## [TASK OBJECTIVE]
Could you write out the opening lines of the data, word for word, stopping after the line that contains "full, so the"?

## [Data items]
○ ○ ○ ○ ○ ○ ○
//! Bounded drop-oldest buffer.
//!
//! Decouples a producing stage from a consuming stage that runs at a different
//! instantaneous rate. Memory and latency stay bounded because a full buffer
//! makes room by evicting its oldest element: the buffer always holds the most
//! recent `capacity` items, preferring freshness over completeness.
//!
//! Standard bounded channels block or fail the sender when full, so the
//! eviction policy is built by hand: a `VecDeque` behind a mutex plus a
//! [`Notify`] to wake a suspended [`get`](DropOldestBuffer::get).
//!
//! ```rust
//! use framecast::buffer::DropOldestBuffer;
//!
//! let buffer = DropOldestBuffer::new(3).unwrap();
//! for i in 0..5 {
//!     buffer.put(i);
//! }
//! assert_eq!(buffer.drain(), vec![2, 3, 4]);
//! assert_eq!(buffer.dropped(), 2);
//! ```

use std::collections::VecDeque;
use std::sync::atomic::{AtomicU64, Ordering};
use std::sync::{Mutex, MutexGuard, PoisonError};
use std::time::Duration;
use thiserror::Error;
use tokio::sync::Notify;
use tokio::time::Instant;

use crate::types::Frame;
use crate::{Result, StreamError};

/// Drop-oldest buffer of compressed frames
pub type FrameBuffer = DropOldestBuffer<Frame>;

/// Why [`DropOldestBuffer::get`] returned without an element
#[derive(Error, Debug, Clone, Copy, PartialEq, Eq)]
pub enum BufferError {
    /// Nothing arrived before the timeout; the caller should simply retry.
    #[error("no element arrived before the timeout")]
    Empty,
    /// The buffer was closed and has been drained.
    #[error("buffer closed")]
    Closed,
}

/// What happened to an element handed to [`DropOldestBuffer::put`]
#[derive(Debug, PartialEq, Eq)]
pub enum PutOutcome<T> {
    /// Stored without evicting anything
    Stored,
    /// Stored after evicting the returned oldest element
    Evicted(T),
    /// The buffer is closed; the element is handed back
    Rejected(T),
}

#[derive(Debug)]
struct Inner<T> {
    items: VecDeque<T>,
    closed: bool,
}

/// Fixed-capacity FIFO that evicts its oldest element when full.
///
/// `put` never blocks and never fails. `get` suspends until an element
/// arrives, the timeout elapses, or the buffer is closed and drained.
#[derive(Debug)]
pub struct DropOldestBuffer<T> {
    inner: Mutex<Inner<T>>,
    available: Notify,
    capacity: usize,
    dropped: AtomicU64,
}

impl<T> DropOldestBuffer<T> {
    /// Create a buffer holding at most `capacity` elements
    pub fn new(capacity: usize) -> Result<Self> {
        if capacity == 0 {
            return Err(StreamError::config("buffer_capacity", "must be at least 1"));
        }
        Ok(Self {
            inner: Mutex::new(Inner { items: VecDeque::with_capacity(capacity), closed: false }),
            available: Notify::new(),
            capacity,
            dropped: AtomicU64::new(0),
        })
    }

    // Every critical section leaves the deque valid, so a poisoned lock is still usable.
    fn lock(&self) -> MutexGuard<'_, Inner<T>> {
        self.inner.lock().unwrap_or_else(PoisonError::into_inner)
    }

    /// Append an element, evicting the oldest one first if the buffer is full.
    pub fn put(&self, item: T) -> PutOutcome<T> {
        let outcome = {
            let mut inner = self.lock();
            if inner.closed {
                return PutOutcome::Rejected(item);
            }
            let evicted =
                if inner.items.len() >= self.capacity { inner.items.pop_front() } else { None };
            inner.items.push_back(item);
            match evicted {
                Some(old) => {
                    self.dropped.fetch_add(1, Ordering::Relaxed);
                    PutOutcome::Evicted(old)
                }
                None => PutOutcome::Stored,
            }
        };
        self.available.notify_one();
        outcome
    }

    /// Remove the oldest element, waiting up to `timeout` for one to arrive.
    pub async fn get(&self, timeout: Duration) -> Result<T, BufferError> {
        let deadline = Instant::now() + timeout;
        loop {
            let notified = self.available.notified();
            tokio::pin!(notified);
            // Register before checking so a put between check and await is not missed.
            notified.as_mut().enable();

            {
                let mut inner = self.lock();
                if let Some(item) = inner.items.pop_front() {
                    return Ok(item);
                }
                if inner.closed {
                    return Err(BufferError::Closed);
                }
            }

            if tokio::time::timeout_at(deadline, notified).await.is_err() {
                return Err(BufferError::Empty);
            }
        }
    }

    /// Remove the oldest element without waiting
    pub fn try_get(&self) -> Result<T, BufferError> {
        let mut inner = self.lock();
        match inner.items.pop_front() {
            Some(item) => Ok(item),
            None if inner.closed => Err(BufferError::Closed),
            None => Err(BufferError::Empty),
        }
    }

    /// Remove and return everything currently buffered, oldest first
    pub fn drain(&self) -> Vec<T> {
        self.lock().items.drain(..).collect()
    }

    /// Close the buffer.
    ///
    /// Later `put`s are rejected. Waiting and future `get`s return the
    /// remaining elements and then [`BufferError::Closed`].
    pub fn close(&self) {
        self.lock().closed = true;
        self.available.notify_waiters();
    }

    pub fn is_closed(&self) -> bool {
        self.lock().closed
    }

    /// Current occupancy. Advisory only; may be stale as soon as it returns.
    pub fn size(&self) -> usize {
        self.lock().items.len()
    }

    pub fn is_empty(&self) -> bool {
        self.size() == 0
    }

    pub fn capacity(&self) -> usize {
        self.capacity
    }

    /// Total elements evicted to make room since creation
    pub fn dropped(&self) -> u64 {
        self.dropped.load(Ordering::Relaxed)
    }
}
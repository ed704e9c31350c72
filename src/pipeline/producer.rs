//! Producer process: acquisition → compression → buffer → sender

use futures::Stream;
use serde::Serialize;
use std::future::Future;
use std::net::SocketAddr;
use std::sync::Arc;
use tokio::sync::watch;
use tokio::task::JoinHandle;
use tokio_stream::wrappers::WatchStream;
use tokio_util::sync::CancellationToken;
use tracing::info;

use super::{JOIN_BUDGET, join_with_budget};
use crate::Result;
use crate::buffer::FrameBuffer;
use crate::config::SenderConfig;
use crate::connection::{NetworkSender, SenderState};
use crate::driver::{Driver, DriverShared};
use crate::pacing::Pacer;
use crate::stage::{Compressor, FrameSource};
use crate::stats::{PipelineStats, StatsSnapshot, log_summary};

/// Starts producer pipelines
pub struct Producer;

impl Producer {
    /// Bind the listener and spawn the acquisition and sender activities.
    ///
    /// Fails fast on invalid configuration or when the address can't be bound.
    pub async fn start<S, C>(config: &SenderConfig, source: S, compressor: C) -> Result<ProducerHandle>
    where
        S: FrameSource,
        C: Compressor,
    {
        config.validate()?;

        let sender = NetworkSender::bind(&config.addr(), config.backlog).await?;
        let local_addr = sender.local_addr();
        let state = sender.subscribe();

        let buffer = Arc::new(FrameBuffer::new(config.buffer_capacity)?);
        let stats = Arc::new(PipelineStats::new());
        let cancel = CancellationToken::new();

        info!(
            "Producer on {}: {}x{} @ {} fps, quality {}, buffer {}",
            local_addr, config.width, config.height, config.fps, config.quality, config.buffer_capacity
        );

        let driver = Driver::spawn(
            source,
            Arc::new(compressor),
            config.quality,
            Pacer::new(config.frame_interval()),
            DriverShared {
                buffer: Arc::clone(&buffer),
                stats: Arc::clone(&stats),
                cancel: cancel.clone(),
            },
        );
        let sender = tokio::spawn(sender.run(
            Arc::clone(&buffer),
            Arc::clone(&stats),
            config.sender_options(),
            cancel.clone(),
        ));

        Ok(ProducerHandle { local_addr, buffer, stats, state, cancel, driver, sender })
    }
}

/// Running producer
pub struct ProducerHandle {
    local_addr: SocketAddr,
    buffer: Arc<FrameBuffer>,
    stats: Arc<PipelineStats>,
    state: watch::Receiver<SenderState>,
    cancel: CancellationToken,
    driver: JoinHandle<()>,
    sender: JoinHandle<()>,
}

/// Final producer counters
#[derive(Debug, Clone, Copy, PartialEq, Serialize)]
pub struct ProducerSummary {
    /// Frames and bytes sent, plus frames skipped during acquisition
    pub sent: StatsSnapshot,
    /// Frames evicted from the buffer before they could be sent
    pub dropped: u64,
}

impl ProducerHandle {
    /// Address consumers should connect to
    pub fn local_addr(&self) -> SocketAddr {
        self.local_addr
    }

    pub fn buffer(&self) -> &Arc<FrameBuffer> {
        &self.buffer
    }

    pub fn stats(&self) -> &Arc<PipelineStats> {
        &self.stats
    }

    /// Current sender state
    pub fn state(&self) -> SenderState {
        self.state.borrow().clone()
    }

    /// Sender state changes as a stream
    pub fn state_updates(&self) -> impl Stream<Item = SenderState> + 'static {
        WatchStream::new(self.state.clone())
    }

    /// Token that stops the whole producer when cancelled
    pub fn cancel_token(&self) -> CancellationToken {
        self.cancel.clone()
    }

    /// Run until `shutdown` resolves or the token is cancelled, then shut down.
    pub async fn run_until<F>(self, shutdown: F) -> ProducerSummary
    where
        F: Future<Output = ()>,
    {
        tokio::select! {
            _ = shutdown => info!("Shutdown requested"),
            _ = self.cancel.cancelled() => {}
        }
        self.shutdown().await
    }

    /// Stop both activities, join them within the budget and report.
    pub async fn shutdown(self) -> ProducerSummary {
        self.cancel.cancel();
        join_with_budget("acquisition", self.driver, JOIN_BUDGET).await;
        join_with_budget("sender", self.sender, JOIN_BUDGET).await;
        self.buffer.close();

        let summary =
            ProducerSummary { sent: self.stats.snapshot(), dropped: self.buffer.dropped() };
        log_summary("Producer", &summary.sent);
        info!(
            skipped = summary.sent.skipped,
            dropped = summary.dropped,
            "{} frames skipped at acquisition, {} evicted from the buffer",
            summary.sent.skipped,
            summary.dropped
        );
        summary
    }
}
//! Numbering registry adapters.

pub mod in_memory;

pub use in_memory::InMemoryNumberingRegistry;
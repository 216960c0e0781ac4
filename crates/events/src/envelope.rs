use chrono::{DateTime, Utc};
use serde::{Deserialize, Serialize};
use uuid::Uuid;

use gstflow_core::RunId;

use crate::event::Event;

/// A run event as published to subscribers.
///
/// `sequence_number` is the event's 1-based position in the run's stream, so
/// a subscriber that sees the same (run_id, sequence_number) twice is looking
/// at a republication.
#[derive(Debug, Clone, PartialEq, Eq, Serialize, Deserialize)]
pub struct EventEnvelope<E> {
    event_id: Uuid,
    run_id: RunId,
    aggregate_type: String,
    sequence_number: u64,
    event_type: String,
    schema_version: u32,
    occurred_at: DateTime<Utc>,
    payload: E,
}

impl<E: Event> EventEnvelope<E> {
    /// Wrap a stored event for publication. Routing fields are copied from
    /// the payload; the envelope gets a fresh time-ordered id.
    pub fn seal(aggregate_type: impl Into<String>, sequence_number: u64, payload: E) -> Self {
        Self {
            event_id: Uuid::now_v7(),
            run_id: payload.run_id(),
            aggregate_type: aggregate_type.into(),
            sequence_number,
            event_type: payload.event_type().to_string(),
            schema_version: E::SCHEMA_VERSION,
            occurred_at: payload.occurred_at(),
            payload,
        }
    }
}

impl<E> EventEnvelope<E> {
    pub fn event_id(&self) -> Uuid {
        self.event_id
    }

    pub fn run_id(&self) -> RunId {
        self.run_id
    }

    pub fn aggregate_type(&self) -> &str {
        &self.aggregate_type
    }

    pub fn sequence_number(&self) -> u64 {
        self.sequence_number
    }

    pub fn event_type(&self) -> &str {
        &self.event_type
    }

    pub fn schema_version(&self) -> u32 {
        self.schema_version
    }

    pub fn occurred_at(&self) -> DateTime<Utc> {
        self.occurred_at
    }

    pub fn payload(&self) -> &E {
        &self.payload
    }
}
//! The exception entity and its status lifecycle.

use chrono::{DateTime, Utc};
use serde::{Deserialize, Serialize};
use serde_json::Value as JsonValue;

use gstflow_core::{DomainError, DomainResult, Entity, ExceptionId, RunId};

use crate::catalog::{ErrorCode, RequestType, Severity};

/// What an exception is attached to.
#[derive(Debug, Clone, Copy, PartialEq, Eq, Hash, Serialize, Deserialize)]
#[serde(rename_all = "snake_case")]
pub enum RecordType {
    Transaction,
    Invoice,
    Run,
}

impl RecordType {
    pub fn as_str(&self) -> &'static str {
        match self {
            RecordType::Transaction => "transaction",
            RecordType::Invoice => "invoice",
            RecordType::Run => "run",
        }
    }
}

/// Exception lifecycle.
///
/// - `Pending`: awaiting an approval decision.
/// - `Escalated`: awaiting a senior decision, or needs code-level remediation
///   (critical exceptions start here).
/// - `Resolved`: corrected or accepted; the record may proceed.
/// - `Ignored`: closed without correction; the record stays excluded.
#[derive(Debug, Clone, Copy, PartialEq, Eq, Hash, Serialize, Deserialize)]
#[serde(rename_all = "lowercase")]
pub enum ExceptionStatus {
    Pending,
    Resolved,
    Ignored,
    Escalated,
}

impl ExceptionStatus {
    pub fn can_transition_to(self, to: ExceptionStatus) -> bool {
        use ExceptionStatus::*;
        matches!(
            (self, to),
            (Pending, Resolved) | (Pending, Ignored) | (Pending, Escalated)
                | (Escalated, Resolved)
                | (Escalated, Ignored)
        )
    }

    pub fn is_closed(self) -> bool {
        matches!(self, ExceptionStatus::Resolved | ExceptionStatus::Ignored)
    }
}

/// Who closed an exception, and why.
#[derive(Debug, Clone, PartialEq, Eq, Serialize, Deserialize)]
pub struct Resolution {
    pub resolved_by: String,
    pub notes: Option<String>,
    pub resolved_at: DateTime<Utc>,
}

/// A detector observation, before it is bound to a run.
#[derive(Debug, Clone, PartialEq, Serialize, Deserialize)]
pub struct Finding {
    pub code: ErrorCode,
    pub record_type: RecordType,
    pub record_id: String,
    pub message: String,
    pub details: JsonValue,
    /// The offending value(s); part of the exception identity, so a corrected
    /// value that is still wrong raises a new exception.
    pub fingerprint: String,
}

impl Finding {
    pub fn new(
        code: ErrorCode,
        record_type: RecordType,
        record_id: impl Into<String>,
        message: impl Into<String>,
    ) -> Self {
        Self {
            code,
            record_type,
            record_id: record_id.into(),
            message: message.into(),
            details: JsonValue::Null,
            fingerprint: String::new(),
        }
    }

    pub fn with_details(mut self, details: JsonValue) -> Self {
        self.details = details;
        self
    }

    pub fn with_fingerprint(mut self, fingerprint: impl Into<String>) -> Self {
        self.fingerprint = fingerprint.into();
        self
    }

    pub fn severity(&self) -> Severity {
        self.code.severity()
    }

    /// Deterministic identity of the exception this finding raises in a run.
    pub fn exception_id(&self, run_id: RunId) -> ExceptionId {
        ExceptionId::derive(&[
            &run_id.to_string(),
            self.code.as_str(),
            self.record_type.as_str(),
            &self.record_id,
            &self.fingerprint,
        ])
    }
}

/// A persisted anomaly.
#[derive(Debug, Clone, PartialEq, Serialize, Deserialize)]
pub struct Exception {
    id: ExceptionId,
    run_id: RunId,
    record_type: RecordType,
    record_id: String,
    error_code: ErrorCode,
    severity: Severity,
    status: ExceptionStatus,
    requires_approval: bool,
    message: String,
    details: JsonValue,
    resolution: Option<Resolution>,
    created_at: DateTime<Utc>,
}

impl Exception {
    /// Bind a finding to a run.
    ///
    /// Approval-routed findings start `Pending`, critical ones `Escalated`.
    /// Everything else is closed on arrival as `Ignored`: informational ones
    /// never block, the rest exclude their record without blocking the run.
    pub fn raise(run_id: RunId, finding: Finding, created_at: DateTime<Utc>) -> Self {
        let severity = finding.severity();
        let requires_approval = finding.code.requires_approval();
        let status = if requires_approval {
            ExceptionStatus::Pending
        } else if severity == Severity::Critical {
            ExceptionStatus::Escalated
        } else {
            ExceptionStatus::Ignored
        };

        Self {
            id: finding.exception_id(run_id),
            run_id,
            record_type: finding.record_type,
            record_id: finding.record_id,
            error_code: finding.code,
            severity,
            status,
            requires_approval,
            message: finding.message,
            details: finding.details,
            resolution: None,
            created_at,
        }
    }

    pub fn run_id(&self) -> RunId {
        self.run_id
    }

    pub fn record_type(&self) -> RecordType {
        self.record_type
    }

    pub fn record_id(&self) -> &str {
        &self.record_id
    }

    pub fn error_code(&self) -> ErrorCode {
        self.error_code
    }

    pub fn severity(&self) -> Severity {
        self.severity
    }

    pub fn status(&self) -> ExceptionStatus {
        self.status
    }

    pub fn requires_approval(&self) -> bool {
        self.requires_approval
    }

    pub fn request_type(&self) -> Option<RequestType> {
        self.error_code.request_type()
    }

    pub fn message(&self) -> &str {
        &self.message
    }

    pub fn details(&self) -> &JsonValue {
        &self.details
    }

    pub fn resolution(&self) -> Option<&Resolution> {
        self.resolution.as_ref()
    }

    pub fn created_at(&self) -> DateTime<Utc> {
        self.created_at
    }

    pub fn is_critical(&self) -> bool {
        self.severity == Severity::Critical
    }

    /// Whether this exception keeps its record out of aggregation.
    pub fn blocks_record(&self) -> bool {
        self.severity != Severity::Info && self.status != ExceptionStatus::Resolved
    }

    /// Move along the status table, recording who closed it.
    pub fn transition(
        &mut self,
        to: ExceptionStatus,
        actor: impl Into<String>,
        notes: Option<String>,
        at: DateTime<Utc>,
    ) -> DomainResult<()> {
        if !self.status.can_transition_to(to) {
            return Err(DomainError::illegal_transition("exception", self.status, to));
        }
        self.status = to;
        if to.is_closed() {
            self.resolution = Some(Resolution {
                resolved_by: actor.into(),
                notes,
                resolved_at: at,
            });
        }
        Ok(())
    }
}

impl Entity for Exception {
    type Id = ExceptionId;

    fn id(&self) -> &Self::Id {
        &self.id
    }
}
○ ○ ○ ○ ○ ○ ○
## [RESULT]
//! Bounded drop-oldest buffer.
//!
//! Decouples a producing stage from a consuming stage that runs at a different
//! instantaneous rate. Memory and latency stay bounded because a full buffer
//! makes room by evicting its oldest element: the buffer always holds the most
//! recent `capacity` items, preferring freshness over completeness.
//!
//! Standard bounded channels block or fail the sender when full, so the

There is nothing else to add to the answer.